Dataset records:
━━━━

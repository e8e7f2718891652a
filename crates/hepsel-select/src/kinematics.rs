//! Derived kinematic quantities.
//!
//! All functions are pure over borrowed collections. Degenerate inputs
//! produce the [`MT2_SENTINEL`] where a quantity is undefined; nothing here
//! returns an error.

use std::f64::consts::FRAC_PI_2;

use hepsel_core::{Kinematic, LorentzVector, Met};

use crate::mt2::Mt2Solver;

/// Returned by [`mt2`] when fewer than two leptons are supplied.
pub const MT2_SENTINEL: f64 = -999.0;

/// Jets above this pT (GeV) enter [`meff`].
pub const MEFF_JET_PT: f64 = 40.0;

/// Invariant mass of a pair.
pub fn mll<A: Kinematic, B: Kinematic>(a: &A, b: &B) -> f64 {
    (*a.p4() + *b.p4()).m()
}

/// Invariant mass of a triplet.
pub fn mlll<A: Kinematic, B: Kinematic, C: Kinematic>(a: &A, b: &B, c: &C) -> f64 {
    (*a.p4() + *b.p4() + *c.p4()).m()
}

/// Transverse mass of a lepton and the missing energy,
/// `sqrt(2 pT MET (1 - cos Δφ))`.
pub fn mt<L: Kinematic>(lepton: &L, met: &Met) -> f64 {
    let dphi = lepton.p4().delta_phi(&met.lv());
    (2.0 * lepton.pt() * met.et * (1.0 - dphi.cos())).sqrt()
}

/// Effective mass: scalar lepton pT sum, plus jets above [`MEFF_JET_PT`],
/// plus MET.
pub fn meff<L: Kinematic, J: Kinematic>(leptons: &[L], jets: &[J], met: &Met) -> f64 {
    let lep: f64 = leptons.iter().map(Kinematic::pt).sum();
    let jet: f64 = jets
        .iter()
        .map(Kinematic::pt)
        .filter(|&pt| pt > MEFF_JET_PT)
        .sum();
    lep + jet + met.et
}

/// Relative missing energy: `MET · sin(Δφ_min)`.
///
/// `Δφ_min` is the smallest `|Δφ|` between the missing energy and any
/// lepton or any jet with pT at or above `min_jet_pt`, capped at π/2 so that
/// well-separated events keep the full MET.
pub fn met_rel<L: Kinematic, J: Kinematic>(
    met: &Met,
    leptons: &[L],
    jets: &[J],
    min_jet_pt: f64,
) -> f64 {
    let met_lv = met.lv();
    let dphi_to = |v: &LorentzVector| met_lv.delta_phi(v).abs();
    let lep_min = leptons.iter().map(|l| dphi_to(l.p4()));
    let jet_min = jets
        .iter()
        .filter(|j| j.pt() >= min_jet_pt)
        .map(|j| dphi_to(j.p4()));
    let dphi = lep_min.chain(jet_min).fold(FRAC_PI_2, f64::min);
    met_lv.et() * dphi.sin()
}

/// Contransverse mass, `sqrt(|(mT1 + mT2)² − |pT1 − pT2|²|)`.
///
/// `mTi` is the signed transverse mass of each four-vector. A negative
/// argument is reflected rather than clamped.
pub fn mct(v1: &LorentzVector, v2: &LorentzVector) -> f64 {
    let sum_mt = v1.mt() + v2.mt();
    let x = sum_mt * sum_mt - (*v1 - *v2).perp2();
    if x >= 0.0 {
        x.sqrt()
    } else {
        (-x).sqrt()
    }
}

/// Stransverse mass of the two leading leptons with massless invisible
/// particles.
///
/// Returns [`MT2_SENTINEL`] for fewer than two leptons.
pub fn mt2<L: Kinematic>(leptons: &[L], met: &Met) -> f64 {
    let [l0, l1, ..] = leptons else {
        return MT2_SENTINEL;
    };
    Mt2Solver::new(0.0).solve(l0.p4().transverse(), l1.p4().transverse(), met.vector())
}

━━━━

Return the lines above that include the string "missing".

## [ANSWER BOX]
/// Transverse mass of a lepton and the missing energy,
/// Relative missing energy: `MET · sin(Δφ_min)`.
/// `Δφ_min` is the smallest `|Δφ|` between the missing energy and any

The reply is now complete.